"Wer nicht denkt, fliegt"

Wie der Lehrer Franz Part sein Gymnasium in ein Museum moderner Kunst verwandelte

SCHULBESUCH: ARMIN THURNHER FOTOS: IRENA ROSC | Feuilleton | aus FALTER 27/14 vom 02.07.2014


Foto: Irena Rosc

Foto: Irena Rosc

Das Bundesgymnasium Waidhofen an der Thaya gehört zu Österreichs aufregendsten Museen. Zumindest bis zu diesem Sommer. Denn heuer geht der Kunsterzieher Franz Part (65) in Pension. Er hat ein 08/15-Schulgebäude im Waldviertel verzaubert und in eine Stätte der Kunst der Moderne und der Gegenwart verwandelt.
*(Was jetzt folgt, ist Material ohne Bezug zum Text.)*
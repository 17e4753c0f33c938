use std::fs;

use lanewire_frame::FrameConfig;
use lanewire_link::connect_with_config;
use lanewire_msg::Message;

use crate::cmd::SendArgs;
use crate::exit::{io_error, link_error, CliError, CliResult, SUCCESS, USAGE};
use crate::output::{print_message, OutputFormat};
use crate::tree::parse_tree;

pub fn run(args: SendArgs, format: OutputFormat, config: FrameConfig) -> CliResult<i32> {
    let msg = resolve_message(&args)?;
    let link = connect_with_config(&args.path, config)
        .map_err(|err| link_error("connect failed", err))?;

    tracing::debug!(
        nodes = msg.node_count(),
        size = msg.payload_len(),
        "sending message"
    );
    link.send_blocking(msg)
        .map_err(|err| link_error("send failed", err))?;

    if args.wait {
        let reply = link
            .recv_blocking()
            .map_err(|err| link_error("receive failed", err))?;
        print_message(&reply, &args.path.display().to_string(), format);
    }

    Ok(SUCCESS)
}

fn resolve_message(args: &SendArgs) -> CliResult<Message> {
    if let Some(json) = &args.json {
        return parse_tree(json)
            .map_err(|err| CliError::new(USAGE, format!("--json is not a valid tree: {err}")));
    }
    if let Some(data) = &args.data {
        return Ok(Message::new(data.clone().into_bytes()));
    }
    if let Some(path) = &args.file {
        let bytes = fs::read(path)
            .map_err(|err| io_error(&format!("failed reading {}", path.display()), err))?;
        return Ok(Message::new(bytes));
    }
    Ok(Message::default())
}

#[cfg(test)]
mod tests {
    use std::path::PathBuf;

    use super::*;

    fn args() -> SendArgs {
        SendArgs {
            path: PathBuf::from("/tmp/unused.sock"),
            json: None,
            data: None,
            file: None,
            wait: false,
        }
    }

    #[test]
    fn data_becomes_single_leaf() {
        let msg = resolve_message(&SendArgs {
            data: Some("hi".to_string()),
            ..args()
        })
        .unwrap();
        assert_eq!(msg, Message::new("hi"));
    }

    #[test]
    fn json_tree_is_parsed() {
        let msg = resolve_message(&SendArgs {
            json: Some(r#"{"children":[{"data":"a"},{}]}"#.to_string()),
            ..args()
        })
        .unwrap();
        assert_eq!(msg.node_count(), 3);
        assert_eq!(msg.children()[0].data().as_ref(), b"a");
    }

    #[test]
    fn invalid_json_is_usage_error() {
        let err = resolve_message(&SendArgs {
            json: Some("{".to_string()),
            ..args()
        })
        .unwrap_err();
        assert_eq!(err.code, USAGE);
    }

    #[test]
    fn no_payload_sends_empty_message() {
        assert_eq!(resolve_message(&args()).unwrap(), Message::default());
    }
}
use bytes::{Buf, BufMut, Bytes, BytesMut};
use lanewire_msg::{count, create_layout, Message};

use crate::error::{DecodeError, FrameError, Result};

/// Size of every wire integer: the node count and each layout word.
pub const WORD_SIZE: usize = 4;

/// Default maximum number of nodes in one message.
pub const DEFAULT_MAX_NODES: usize = 65_536;

/// Default maximum payload size: 16 MiB.
pub const DEFAULT_MAX_MESSAGE_SIZE: usize = 16 * 1024 * 1024;

/// Limits applied when writing and reading messages.
#[derive(Debug, Clone, Copy, PartialEq, Eq)]
pub struct FrameConfig {
    /// Maximum number of nodes per message. Default: 65 536.
    ///
    /// A reader allocates and zero-fills `4 * max_nodes` bytes of layout as
    /// soon as a node count arrives, before any layout byte is read.
    pub max_nodes: usize,
    /// Maximum total payload bytes per message. Default: 16 MiB.
    pub max_message_size: usize,
}

impl Default for FrameConfig {
    fn default() -> Self {
        Self {
            max_nodes: DEFAULT_MAX_NODES,
            max_message_size: DEFAULT_MAX_MESSAGE_SIZE,
        }
    }
}

impl FrameConfig {
    /// Override the payload size limit.
    pub fn with_max_message_size(mut self, max_message_size: usize) -> Self {
        self.max_message_size = max_message_size;
        self
    }

    /// Override the node count limit.
    pub fn with_max_nodes(mut self, max_nodes: usize) -> Self {
        self.max_nodes = max_nodes;
        self
    }

    fn node_limit(&self) -> usize {
        self.max_nodes.min(u32::MAX as usize)
    }
}

/// Check `msg` against `config` and build its preamble.
///
/// Returns the preamble bytes and the node count.
///
/// Wire format:
/// ```text
/// ┌──────────────┬─────────────────────────┬──────────────────────────┐
/// │ Node count N │ Layout                  │ Payload                  │
/// │ (4B LE)      │ (N × 4B LE, pre-order)  │ (node data, pre-order)   │
/// └──────────────┴─────────────────────────┴──────────────────────────┘
/// ```
pub fn encode_preamble(msg: &Message, config: &FrameConfig) -> Result<(Bytes, usize)> {
    let nodes = count(msg);
    if nodes > config.node_limit() {
        return Err(FrameError::TooManyNodes {
            count: nodes,
            max: config.node_limit(),
        });
    }
    let size = msg.payload_len();
    if size > config.max_message_size {
        return Err(FrameError::MessageTooLarge {
            size,
            max: config.max_message_size,
        });
    }
    let layout = create_layout(msg, nodes)?;
    let mut preamble = BytesMut::with_capacity(WORD_SIZE * (nodes + 1));
    preamble.put_u32_le(nodes as u32);
    for word in layout {
        preamble.put_u32_le(word);
    }
    Ok((preamble.freeze(), nodes))
}

/// Decode a little-endian wire integer.
pub fn decode_word(bytes: [u8; WORD_SIZE]) -> u32 {
    u32::from_le_bytes(bytes)
}

/// Decode a received layout buffer into layout words.
pub fn decode_layout(mut src: &[u8]) -> Vec<u32> {
    let mut layout = Vec::with_capacity(src.len() / WORD_SIZE);
    while src.remaining() >= WORD_SIZE {
        layout.push(src.get_u32_le());
    }
    layout
}

/// Validate an announced node count against `config`.
pub fn check_node_count(nodes: usize, config: &FrameConfig) -> std::result::Result<(), DecodeError> {
    if nodes == 0 {
        return Err(DecodeError::ZeroNodeCount);
    }
    if nodes > config.node_limit() {
        return Err(DecodeError::TooManyNodes {
            count: nodes,
            max: config.node_limit(),
        });
    }
    Ok(())
}

/// Serialize a whole message into `dst`, copying its payload.
///
/// The channel writer never copies; this renders the exact wire form for
/// inspection and for feeding readers in tests.
pub fn encode_message(msg: &Message, config: &FrameConfig, dst: &mut BytesMut) -> Result<()> {
    let (preamble, _) = encode_preamble(msg, config)?;
    dst.reserve(preamble.len() + msg.payload_len());
    dst.put_slice(&preamble);
    for (node, _) in msg.preorder() {
        dst.put_slice(node.data());
    }
    Ok(())
}
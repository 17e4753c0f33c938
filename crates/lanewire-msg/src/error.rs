/// Errors from building or interpreting a message layout.
#[derive(Debug, Clone, PartialEq, Eq, thiserror::Error)]
pub enum LayoutError {
    /// A node's data does not fit in the length bits of a layout word.
    #[error("node of {len} bytes exceeds layout limit of {max} bytes")]
    NodeTooLarge { len: usize, max: usize },

    /// The layout ended while a node still expected children or siblings.
    #[error("layout truncated after {nodes} nodes")]
    Truncated { nodes: usize },

    /// Entries remain after the root's subtree is complete.
    #[error("layout has trailing entries from index {index}")]
    TrailingEntries { index: usize },

    /// The first entry claims a sibling; a message has exactly one root.
    #[error("root node is marked as having a sibling")]
    RootHasSibling,

    /// A layout needs at least one node.
    #[error("layout is empty")]
    EmptyLayout,

    /// Total payload bytes exceed the configured maximum.
    #[error("message payload of {size} bytes exceeds maximum of {max} bytes")]
    MessageTooLarge { size: usize, max: usize },

    /// A node buffer could not be allocated.
    #[error("failed to allocate {len} bytes for a node buffer")]
    AllocationFailed { len: usize },

    /// The caller-supplied node count disagrees with the tree.
    #[error("expected {expected} nodes, message has {actual}")]
    CountMismatch { expected: usize, actual: usize },
}

pub type Result<T> = std::result::Result<T, LayoutError>;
Wir besuchen ihn an seinem letzten Schultag. Der Pausenlärm ist gedämpft. Im dreistöckigen Gebäude herrscht leiser Stress, es ist Matura. Im Konferenzzimmer gibt es Schnitzel und Kartoffelsalat, auch der Direktor geht in Pension. Die Frau Professor trägt Kostüm, der Herr Professor Krawatte, das ist Vorschrift. Part hat diesmal keine Prüfung abzunehmen, er trägt Shorts und ein T-Shirt und führt uns durch das von ihm errichtete Wunderland. Überall an den Wänden hängen Kunstwerke, in allen Ecken stehen Plastiken, kein Zentimeter ist frei.
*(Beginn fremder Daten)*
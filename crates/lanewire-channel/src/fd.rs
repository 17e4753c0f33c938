use std::io;
use std::os::fd::{AsRawFd, OwnedFd, RawFd};
use std::rc::Rc;

use tracing::debug;

use crate::block::Block;
use crate::error::Result;
use crate::lane::{JobSource, LanePair};
use crate::traits::{Channel, Direction};

/// Vector length used when the platform does not report `IOV_MAX`.
pub const DEFAULT_IOV_MAX: usize = 1024;

/// A channel over a connected file descriptor using `readv`/`writev`.
///
/// The descriptor is owned and closed on drop. No handshake is performed; the
/// descriptor is expected to be connected already. Whether transfers block
/// depends on the descriptor's own mode.
pub struct FdChannel {
    fd: OwnedFd,
    lanes: LanePair,
    iov_max: usize,
}

impl FdChannel {
    /// Wrap a connected descriptor, querying the platform vector cap once.
    pub fn new(fd: impl Into<OwnedFd>) -> Self {
        Self::with_iov_max(fd, platform_iov_max())
    }

    /// Wrap a connected descriptor with an explicit vector cap.
    pub fn with_iov_max(fd: impl Into<OwnedFd>, iov_max: usize) -> Self {
        let fd = fd.into();
        let iov_max = iov_max.max(1);
        debug!(fd = fd.as_raw_fd(), iov_max, "fd channel created");
        Self {
            fd,
            lanes: LanePair::new(),
            iov_max,
        }
    }

    /// Convenience for building a shared handle.
    pub fn shared(fd: impl Into<OwnedFd>) -> Rc<dyn Channel> {
        Rc::new(Self::new(fd))
    }

    /// The vector length cap applied to each transfer.
    pub fn iov_max(&self) -> usize {
        self.iov_max
    }

    /// Run one transfer on `direction` with a caller-supplied vectored I/O
    /// function in place of `readv`/`writev`.
    ///
    /// Accounting is identical to [`Channel::transfer`]; this exists so tests
    /// can script partial transfers.
    ///
    /// # Panics
    ///
    /// Panics if the lane has no job source.
    pub fn transfer_with<F>(&self, direction: Direction, op: F) -> io::Result<usize>
    where
        F: FnOnce(RawFd, &[Block]) -> io::Result<usize>,
    {
        let fd = self.fd.as_raw_fd();
        self.lanes
            .transfer_with(direction, self.iov_max, |iov| op(fd, iov))
    }
}

impl AsRawFd for FdChannel {
    fn as_raw_fd(&self) -> RawFd {
        self.fd.as_raw_fd()
    }
}

impl Channel for FdChannel {
    fn set_source(&self, direction: Direction, source: Rc<dyn JobSource>) -> Result<()> {
        self.lanes.set_source(direction, source)
    }

    fn unset_source(&self, direction: Direction) {
        self.lanes.unset_source(direction);
    }

    unsafe fn add_job(&self, direction: Direction, blocks: &[Block]) -> Result<()> {
        // SAFETY: forwarded from the caller.
        unsafe { self.lanes.add_job(direction, blocks) }
    }

    fn transfer(&self, direction: Direction) -> io::Result<usize> {
        self.transfer_with(direction, |fd, iov| vectored_io(direction, fd, iov))
    }

    fn deliver_completions(&self, direction: Direction) {
        self.lanes.deliver_completions(direction);
    }

    fn queue_len(&self, direction: Direction) -> usize {
        self.lanes.queue_len(direction)
    }
}

impl std::fmt::Debug for FdChannel {
    fn fmt(&self, f: &mut std::fmt::Formatter<'_>) -> std::fmt::Result {
        f.debug_struct("FdChannel")
            .field("fd", &self.fd.as_raw_fd())
            .field("iov_max", &self.iov_max)
            .field("lanes", &self.lanes)
            .finish()
    }
}

fn vectored_io(direction: Direction, fd: RawFd, iov: &[Block]) -> io::Result<usize> {
    // Nothing queued: skip the syscall so a zero result cannot be mistaken
    // for end of stream.
    if iov.is_empty() {
        return Ok(0);
    }
    let count = libc::c_int::try_from(iov.len()).unwrap_or(libc::c_int::MAX);
    let vec = iov.as_ptr().cast::<libc::iovec>();
    // SAFETY: `Block` is layout-compatible with `iovec` (checked at compile
    // time), `count` does not exceed `iov.len()`, and the submitters of the
    // queued jobs guarantee the referenced memory is valid for this direction.
    let rc = unsafe {
        match direction {
            Direction::Read => libc::readv(fd, vec, count),
            Direction::Write => libc::writev(fd, vec, count),
        }
    };
    if rc < 0 {
        Err(io::Error::last_os_error())
    } else {
        Ok(rc as usize)
    }
}

fn platform_iov_max() -> usize {
    // SAFETY: `sysconf` has no preconditions.
    let value = unsafe { libc::sysconf(libc::_SC_IOV_MAX) };
    if value > 0 {
        value as usize
    } else {
        DEFAULT_IOV_MAX
    }
}
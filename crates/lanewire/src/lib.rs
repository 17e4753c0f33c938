//! Zero-copy exchange of tree-structured messages over byte streams.
//!
//! lanewire moves message trees between two endpoints over an ordered,
//! reliable byte transport using vectored I/O, without copying payload into
//! intermediate buffers.
//!
//! # Crate Structure
//!
//! - [`channel`]: Blocks, job lanes and the `Channel` trait (fd-backed and in-memory)
//! - [`msg`]: The message tree and its wire layout
//! - [`frame`]: Message writer and incremental message reader
//! - [`link`]: Writer and reader paired on one channel, Unix socket helpers (behind `link` feature)

/// Re-export channel types.
pub mod channel {
    pub use lanewire_channel::*;
}

/// Re-export message types.
pub mod msg {
    pub use lanewire_msg::*;
}

/// Re-export framing types.
pub mod frame {
    pub use lanewire_frame::*;
}

/// Re-export link types (requires `link` feature).
#[cfg(feature = "link")]
pub mod link {
    pub use lanewire_link::*;
}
Die Hängung wirkt dennoch locker, kompakt und doch vielfältig, lichtdurchflutet und lustig. Nur ist der Duchamp hier ebenso wenig echt wie der Beuys oder der Jasper Johns. Beinahe alle Werke sind Repliken, hergestellt von Part allein oder gemeinsam mit Schülerinnen und Schülern.